Your answer should be an exact copy of the data.

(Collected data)
***

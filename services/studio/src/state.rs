//! services/studio/src/state.rs
//!
//! Defines the application state: every adapter and workflow, wired once at
//! startup from the `Config`.

use std::sync::{Arc, Mutex};

use async_openai::{config::OpenAIConfig, Client};
use kidsmart_core::ports::{
    FeedSource, ImageBackend, KeyValueStore, Notifier, SpeechSynthesizer, TextGenerationService,
};
use kidsmart_core::store::{SAVED_FLASHCARDS_KEY, SAVED_STORIES_KEY};
use kidsmart_core::{
    AppView, BackEffect, ContentGenerator, ContentStore, FlashcardWorkflow, GenerationLock,
    ImageChain, KidActivity, LessonPlanner, LinkKind, LinkLibrary, Navigator, SpeechPlayback,
    StoryWorkflow, TeacherTool,
};
use tracing::info;

use crate::adapters::{
    FileStore, GeminiImageAdapter, LogNotifier, OpenAiImageAdapter, OpenAiSpeechAdapter,
    OpenAiTextAdapter, RenderUrlAdapter, SheetFeedAdapter, TranscriptSpeech,
};
use crate::config::Config;
use crate::error::StudioError;

//=========================================================================================
// AppState
//=========================================================================================

/// The shared application state, created once at startup.
pub struct AppState {
    pub config: Arc<Config>,
    pub stories: StoryWorkflow,
    pub flashcards: FlashcardWorkflow,
    pub lessons: LessonPlanner,
    pub story_links: LinkLibrary,
    pub game_links: LinkLibrary,
    navigator: Mutex<Navigator>,
}

impl AppState {
    /// Builds every adapter the configuration allows and wires the workflows.
    pub fn build(config: Arc<Config>) -> Result<Self, StudioError> {
        let (text_key, text_base) = config.text_endpoint().ok_or_else(|| {
            StudioError::Internal("an OpenAI or Gemini API key is required".to_string())
        })?;
        let text_client = openai_client(&text_key, text_base.as_deref());
        let text: Arc<dyn TextGenerationService> = Arc::new(OpenAiTextAdapter::new(
            text_client,
            config.text_model.clone(),
        ));
        let generator = ContentGenerator::new(text);

        let http = reqwest::Client::builder()
            .user_agent(concat!("kidsmart/", env!("CARGO_PKG_VERSION")))
            .build()?;

        let images = image_chain(&config, &http);
        info!(backends = ?images.backend_names(), "image chain ready");

        let kv: Arc<dyn KeyValueStore> = Arc::new(FileStore::open(&config.data_dir)?);
        let feed: Arc<dyn FeedSource> = Arc::new(SheetFeedAdapter::new(http));
        let notifier: Arc<dyn Notifier> = Arc::new(LogNotifier);

        let synth: Arc<dyn SpeechSynthesizer> = match &config.openai_api_key {
            Some(key) => Arc::new(OpenAiSpeechAdapter::new(
                openai_client(key, config.openai_api_base.as_deref()),
                &config.tts_voice,
                config.data_dir.join("speech"),
            )),
            None => Arc::new(TranscriptSpeech::default()),
        };

        // Stories and flashcard batches never draw at the same time.
        let lock = GenerationLock::new();

        let stories = StoryWorkflow::new(
            generator.clone(),
            images.clone(),
            ContentStore::new(kv.clone(), SAVED_STORIES_KEY),
            lock.clone(),
            SpeechPlayback::new(synth),
            notifier.clone(),
            config.timing.page_cooldown,
        );
        let flashcards = FlashcardWorkflow::new(
            generator.clone(),
            images,
            ContentStore::new(kv.clone(), SAVED_FLASHCARDS_KEY),
            lock,
            notifier.clone(),
            config.timing.card_delay,
        );
        let lessons = LessonPlanner::new(generator, notifier);

        let story_links = LinkLibrary::new(
            LinkKind::Story,
            kv.clone(),
            feed.clone(),
            config.story_feed_url.clone(),
        );
        let game_links = LinkLibrary::new(LinkKind::Game, kv, feed, config.game_feed_url.clone());

        Ok(Self {
            config,
            stories,
            flashcards,
            lessons,
            story_links,
            game_links,
            navigator: Mutex::new(Navigator::new()),
        })
    }

    pub fn links(&self, kind: LinkKind) -> &LinkLibrary {
        match kind {
            LinkKind::Story => &self.story_links,
            LinkKind::Game => &self.game_links,
        }
    }

    /// Moves into the teacher zone and opens `tool`.
    pub fn open_tool(&self, tool: TeacherTool) {
        let mut navigator = self.navigator.lock().unwrap_or_else(|e| e.into_inner());
        navigator.enter_teacher();
        navigator.open_tool(tool);
    }

    /// Moves into the kid zone shelf that lists `kind` links.
    pub fn open_shelf(&self, kind: LinkKind) {
        let activity = match kind {
            LinkKind::Story => KidActivity::StoryTime,
            LinkKind::Game => KidActivity::GameQuiz,
        };
        let mut navigator = self.navigator.lock().unwrap_or_else(|e| e.into_inner());
        navigator.enter_kid_zone();
        navigator.open_activity(activity);
    }

    pub fn view(&self) -> AppView {
        self.navigator.lock().unwrap_or_else(|e| e.into_inner()).view()
    }

    /// Leaves the current view; closing a teacher tool clears its workspace.
    pub fn back(&self) {
        let effect = self
            .navigator
            .lock()
            .unwrap_or_else(|e| e.into_inner())
            .back();
        if effect == BackEffect::ResetTeacherWorkspace {
            self.stories.reset();
            self.flashcards.reset();
            self.lessons.reset();
        }
    }
}

fn openai_client(api_key: &str, api_base: Option<&str>) -> Client<OpenAIConfig> {
    let mut config = OpenAIConfig::new().with_api_key(api_key);
    if let Some(base) = api_base {
        config = config.with_api_base(base);
    }
    Client::with_config(config)
}

/// Fast inline backend first, quality backend second, render URL last.
fn image_chain(config: &Config, http: &reqwest::Client) -> ImageChain {
    let mut backends: Vec<Arc<dyn ImageBackend>> = Vec::new();
    if let Some(key) = &config.gemini_api_key {
        backends.push(Arc::new(GeminiImageAdapter::new(
            http.clone(),
            key.clone(),
            config.gemini_image_model.clone(),
        )));
    }
    if let Some(key) = &config.openai_api_key {
        backends.push(Arc::new(OpenAiImageAdapter::new(
            openai_client(key, config.openai_api_base.as_deref()),
            &config.openai_image_model,
        )));
    }
    backends.push(Arc::new(RenderUrlAdapter::default()));
    ImageChain::new(backends)
}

***

:: Answer to this exercise ::
filename services/studio/src/state.rs
//! services/studio/src/state.rs
//!
//! Defines the application state: every adapter and workflow, wired once at
//! startup from the `Config`.

use std::sync::{Arc, Mutex};

use async_openai::{config::OpenAIConfig, Client};
use kidsmart_core::ports::{
    FeedSource, ImageBackend, KeyValueStore, Notifier, SpeechSynthesizer, TextGenerationService,
};
use kidsmart_core::store::{SAVED_FLASHCARDS_KEY, SAVED_STORIES_KEY};
use kidsmart_core::{
    AppView, BackEffect, ContentGenerator, ContentStore, FlashcardWorkflow, GenerationLock,
    ImageChain, KidActivity, LessonPlanner, LinkKind, LinkLibrary, Navigator, SpeechPlayback,
    StoryWorkflow, TeacherTool,
};
use tracing::info;

use crate::adapters::{
    FileStore, GeminiImageAdapter, LogNotifier, OpenAiImageAdapter, OpenAiSpeechAdapter,
    OpenAiTextAdapter, RenderUrlAdapter, SheetFeedAdapter, TranscriptSpeech,
};
use crate::config::Config;
use crate::error::StudioError;

//=========================================================================================
// AppState
//=========================================================================================

/// The shared application state, created once at startup.
pub struct AppState {
    pub config: Arc<Config>,
    pub stories: StoryWorkflow,
    pub flashcards: FlashcardWorkflow,
    pub lessons: LessonPlanner,
    pub story_links: LinkLibrary,
    pub game_links: LinkLibrary,
    navigator: Mutex<Navigator>,
}

impl AppState {
    /// Builds every adapter the configuration allows and wires the workflows.
    pub fn build(config: Arc<Config>) -> Result<Self, StudioError> {
        let (text_key, text_base) = config.text_endpoint().ok_or_else(|| {
            StudioError::Internal("an OpenAI or Gemini API key is required".to_string())
        })?;
        let text_client = openai_client(&text_key, text_base.as_deref());
        let text: Arc<dyn TextGenerationService> = Arc::new(OpenAiTextAdapter::new(
            text_client,
            config.text_model.clone(),
        ));
        let generator = ContentGenerator::new(text);

        let http = reqwest::Client::builder()
            .user_agent(concat!("kidsmart/", env!("CARGO_PKG_VERSION")))
            .build()?;

        let images = image_chain(&config, &http);
        info!(backends = ?images.backend_names(), "image chain ready");

        let kv: Arc<dyn KeyValueStore> = Arc::new(FileStore::open(&config.data_dir)?);
        let feed: Arc<dyn FeedSource> = Arc::new(SheetFeedAdapter::new(http));
        let notifier: Arc<dyn Notifier> = Arc::new(LogNotifier);

        let synth: Arc<dyn SpeechSynthesizer> = match &config.openai_api_key {
            Some(key) => Arc::new(OpenAiSpeechAdapter::new(
                openai_client(key, config.openai_api_base.as_deref()),
                &config.tts_voice,
                config.data_dir.join("speech"),
            )),
            None => Arc::new(TranscriptSpeech::default()),
        };

        // Stories and flashcard batches never draw at the same time.
        let lock = GenerationLock::new();

        let stories = StoryWorkflow::new(
            generator.clone(),
            images.clone(),
            ContentStore::new(kv.clone(), SAVED_STORIES_KEY),
            lock.clone(),
            SpeechPlayback::new(synth),
            notifier.clone(),
            config.timing.page_cooldown,
        );
        let flashcards = FlashcardWorkflow::new(
            generator.clone(),
            images,
            ContentStore::new(kv.clone(), SAVED_FLASHCARDS_KEY),
            lock,
            notifier.clone(),
            config.timing.card_delay,
        );
        let lessons = LessonPlanner::new(generator, notifier);

        let story_links = LinkLibrary::new(
            LinkKind::Story,
            kv.clone(),
            feed.clone(),
            config.story_feed_url.clone(),
        );
        let game_links = LinkLibrary::new(LinkKind::Game, kv, feed, config.game_feed_url.clone());

        Ok(Self {
            config,
            stories,
            flashcards,
            lessons,
            story_links,
            game_links,
            navigator: Mutex::new(Navigator::new()),
        })
    }

    pub fn links(&self, kind: LinkKind) -> &LinkLibrary {
        match kind {
            LinkKind::Story => &self.story_links,
            LinkKind::Game => &self.game_links,
        }
    }

    /// Moves into the teacher zone and opens `tool`.
    pub fn open_tool(&self, tool: TeacherTool) {
        let mut navigator = self.navigator.lock().unwrap_or_else(|e| e.into_inner());
        navigator.enter_teacher();
        navigator.open_tool(tool);
    }

    /// Moves into the kid zone shelf that lists `kind` links.
    pub fn open_shelf(&self, kind: LinkKind) {
        let activity = match kind {
            LinkKind::Story => KidActivity::StoryTime,
            LinkKind::Game => KidActivity::GameQuiz,
        };
        let mut navigator = self.navigator.lock().unwrap_or_else(|e| e.into_inner());
        navigator.enter_kid_zone();
        navigator.open_activity(activity);
    }

    pub fn view(&self) -> AppView {
        self.navigator.lock().unwrap_or_else(|e| e.into_inner()).view()
    }

    /// Leaves the current view; closing a teacher tool clears its workspace.
    pub fn back(&self) {
        let effect = self
            .navigator
            .lock()
            .unwrap_or_else(|e| e.into_inner())
            .back();
        if effect == BackEffect::ResetTeacherWorkspace {
            self.stories.reset();
            self.flashcards.reset();
            self.lessons.reset();
        }
    }
}

fn openai_client(api_key: &str, api_base: Option<&str>) -> Client<OpenAIConfig> {
    let mut config = OpenAIConfig::new().with_api_key(api_key);
    if let Some(base) = api_base {
        config = config.with_api_base(base);
    }
    Client::with_config(config)
}

/// Fast inline backend first, quality backend second, render URL last.
fn image_chain(config: &Config, http: &reqwest::Client) -> ImageChain {
    let mut backends: Vec<Arc<dyn ImageBackend>> = Vec::new();
    if let Some(key) = &config.gemini_api_key {
        backends.push(Arc::new(GeminiImageAdapter::new(
            http.clone(),
            key.clone(),
            config.gemini_image_model.clone(),
        )));
    }
    if let Some(key) = &config.openai_api_key {
        backends.push(Arc::new(OpenAiImageAdapter::new(
            openai_client(key, config.openai_api_base.as_deref()),
            &config.openai_image_model,
        )));
    }
    backends.push(Arc::new(RenderUrlAdapter::default()));
    ImageChain::new(backends)
}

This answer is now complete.